BEGIN Recorded information

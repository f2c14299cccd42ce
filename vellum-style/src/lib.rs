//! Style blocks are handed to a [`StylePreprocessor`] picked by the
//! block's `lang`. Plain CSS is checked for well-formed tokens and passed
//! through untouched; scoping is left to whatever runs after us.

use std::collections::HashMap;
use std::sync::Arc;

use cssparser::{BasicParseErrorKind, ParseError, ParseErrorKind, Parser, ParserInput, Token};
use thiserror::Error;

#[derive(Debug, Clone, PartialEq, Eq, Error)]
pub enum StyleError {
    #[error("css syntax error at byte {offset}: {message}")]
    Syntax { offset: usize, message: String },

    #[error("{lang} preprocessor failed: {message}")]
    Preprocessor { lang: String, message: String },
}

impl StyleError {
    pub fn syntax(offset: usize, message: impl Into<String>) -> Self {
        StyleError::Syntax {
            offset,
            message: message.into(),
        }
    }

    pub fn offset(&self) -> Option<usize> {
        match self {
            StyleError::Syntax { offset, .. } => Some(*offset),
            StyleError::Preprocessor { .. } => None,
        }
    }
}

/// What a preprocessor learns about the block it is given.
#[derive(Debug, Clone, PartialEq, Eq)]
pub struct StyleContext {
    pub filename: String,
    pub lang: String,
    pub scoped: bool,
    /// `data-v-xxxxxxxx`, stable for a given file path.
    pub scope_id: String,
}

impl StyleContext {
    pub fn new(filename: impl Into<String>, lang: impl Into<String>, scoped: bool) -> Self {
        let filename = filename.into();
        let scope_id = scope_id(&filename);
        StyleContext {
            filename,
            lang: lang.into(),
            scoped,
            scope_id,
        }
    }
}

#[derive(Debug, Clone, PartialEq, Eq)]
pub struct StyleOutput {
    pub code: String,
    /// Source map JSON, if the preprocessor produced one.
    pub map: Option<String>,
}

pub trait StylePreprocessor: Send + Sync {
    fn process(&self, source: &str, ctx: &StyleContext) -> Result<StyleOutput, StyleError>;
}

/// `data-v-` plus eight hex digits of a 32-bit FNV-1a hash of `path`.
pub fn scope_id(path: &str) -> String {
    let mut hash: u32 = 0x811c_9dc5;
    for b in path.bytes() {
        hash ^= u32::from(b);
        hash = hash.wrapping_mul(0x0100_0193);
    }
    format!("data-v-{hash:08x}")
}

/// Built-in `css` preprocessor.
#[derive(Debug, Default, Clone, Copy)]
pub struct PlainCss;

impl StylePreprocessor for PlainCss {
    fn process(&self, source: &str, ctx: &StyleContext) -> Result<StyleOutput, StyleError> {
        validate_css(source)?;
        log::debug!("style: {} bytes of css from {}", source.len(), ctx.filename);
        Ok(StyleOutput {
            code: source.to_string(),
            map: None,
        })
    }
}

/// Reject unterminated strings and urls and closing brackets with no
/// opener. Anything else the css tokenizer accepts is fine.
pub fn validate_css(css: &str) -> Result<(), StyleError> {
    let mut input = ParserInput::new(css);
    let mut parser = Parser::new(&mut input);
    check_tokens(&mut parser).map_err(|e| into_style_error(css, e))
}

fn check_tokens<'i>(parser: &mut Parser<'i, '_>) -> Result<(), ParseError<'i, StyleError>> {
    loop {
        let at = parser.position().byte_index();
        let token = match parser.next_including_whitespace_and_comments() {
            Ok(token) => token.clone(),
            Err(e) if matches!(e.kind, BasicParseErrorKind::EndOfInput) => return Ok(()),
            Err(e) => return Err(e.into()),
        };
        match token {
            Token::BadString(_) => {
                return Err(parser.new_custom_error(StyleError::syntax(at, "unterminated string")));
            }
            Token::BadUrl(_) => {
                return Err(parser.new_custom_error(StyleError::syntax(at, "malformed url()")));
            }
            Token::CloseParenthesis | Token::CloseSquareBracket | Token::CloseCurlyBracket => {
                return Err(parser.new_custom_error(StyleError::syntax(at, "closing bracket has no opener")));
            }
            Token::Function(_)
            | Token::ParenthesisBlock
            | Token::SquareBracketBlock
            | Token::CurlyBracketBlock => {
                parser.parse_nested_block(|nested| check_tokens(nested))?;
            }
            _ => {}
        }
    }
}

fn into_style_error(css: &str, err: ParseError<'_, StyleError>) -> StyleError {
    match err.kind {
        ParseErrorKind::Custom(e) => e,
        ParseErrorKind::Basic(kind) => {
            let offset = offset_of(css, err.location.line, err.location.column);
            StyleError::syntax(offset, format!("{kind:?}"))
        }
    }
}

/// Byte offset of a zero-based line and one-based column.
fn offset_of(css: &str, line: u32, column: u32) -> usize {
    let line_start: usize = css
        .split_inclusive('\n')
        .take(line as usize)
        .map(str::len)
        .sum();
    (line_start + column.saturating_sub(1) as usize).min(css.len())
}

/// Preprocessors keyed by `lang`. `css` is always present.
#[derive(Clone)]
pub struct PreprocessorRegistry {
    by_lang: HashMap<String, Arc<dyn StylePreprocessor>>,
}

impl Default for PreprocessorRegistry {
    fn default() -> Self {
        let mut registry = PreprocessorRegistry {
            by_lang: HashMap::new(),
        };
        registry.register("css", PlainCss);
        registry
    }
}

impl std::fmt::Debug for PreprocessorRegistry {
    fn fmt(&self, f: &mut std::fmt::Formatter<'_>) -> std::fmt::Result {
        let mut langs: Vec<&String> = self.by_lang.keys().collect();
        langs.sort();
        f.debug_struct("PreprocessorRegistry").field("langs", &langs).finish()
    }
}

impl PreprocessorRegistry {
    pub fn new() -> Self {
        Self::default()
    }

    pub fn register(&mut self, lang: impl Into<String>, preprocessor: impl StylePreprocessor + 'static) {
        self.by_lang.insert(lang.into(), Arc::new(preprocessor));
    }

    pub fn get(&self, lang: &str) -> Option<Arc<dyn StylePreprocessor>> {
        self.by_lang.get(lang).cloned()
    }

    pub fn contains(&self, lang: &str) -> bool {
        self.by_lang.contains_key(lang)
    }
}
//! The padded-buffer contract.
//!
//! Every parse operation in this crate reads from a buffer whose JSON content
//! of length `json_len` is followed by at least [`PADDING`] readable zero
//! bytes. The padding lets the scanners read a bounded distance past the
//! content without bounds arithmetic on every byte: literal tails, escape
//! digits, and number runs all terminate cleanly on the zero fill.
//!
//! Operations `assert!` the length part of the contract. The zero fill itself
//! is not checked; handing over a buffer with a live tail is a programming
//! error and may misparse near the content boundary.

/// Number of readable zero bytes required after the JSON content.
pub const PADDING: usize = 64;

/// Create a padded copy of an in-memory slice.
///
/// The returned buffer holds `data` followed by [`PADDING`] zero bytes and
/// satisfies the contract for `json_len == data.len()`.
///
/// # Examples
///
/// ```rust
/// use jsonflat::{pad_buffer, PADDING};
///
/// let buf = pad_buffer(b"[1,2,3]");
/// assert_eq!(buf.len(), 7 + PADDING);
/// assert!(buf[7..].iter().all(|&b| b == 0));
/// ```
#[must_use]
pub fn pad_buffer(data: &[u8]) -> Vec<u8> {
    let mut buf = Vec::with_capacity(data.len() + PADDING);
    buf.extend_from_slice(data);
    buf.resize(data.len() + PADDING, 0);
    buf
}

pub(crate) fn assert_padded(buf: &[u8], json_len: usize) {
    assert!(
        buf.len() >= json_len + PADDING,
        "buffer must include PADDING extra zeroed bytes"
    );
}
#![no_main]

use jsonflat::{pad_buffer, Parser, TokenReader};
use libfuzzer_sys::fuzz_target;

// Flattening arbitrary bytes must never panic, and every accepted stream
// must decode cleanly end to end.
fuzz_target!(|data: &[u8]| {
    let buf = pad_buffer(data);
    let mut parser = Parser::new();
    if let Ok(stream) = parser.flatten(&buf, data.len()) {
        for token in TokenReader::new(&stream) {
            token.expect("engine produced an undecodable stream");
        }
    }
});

END Recorded information

After locating the line with "filename vellum-style/src/lib.rs" above, return that line and every later line through the one with "use std::collections::HashMap;", word for word and with nothing else.

(Written reply)
filename vellum-style/src/lib.rs
//! Style blocks are handed to a [`StylePreprocessor`] picked by the
//! block's `lang`. Plain CSS is checked for well-formed tokens and passed
//! through untouched; scoping is left to whatever runs after us.

use std::collections::HashMap;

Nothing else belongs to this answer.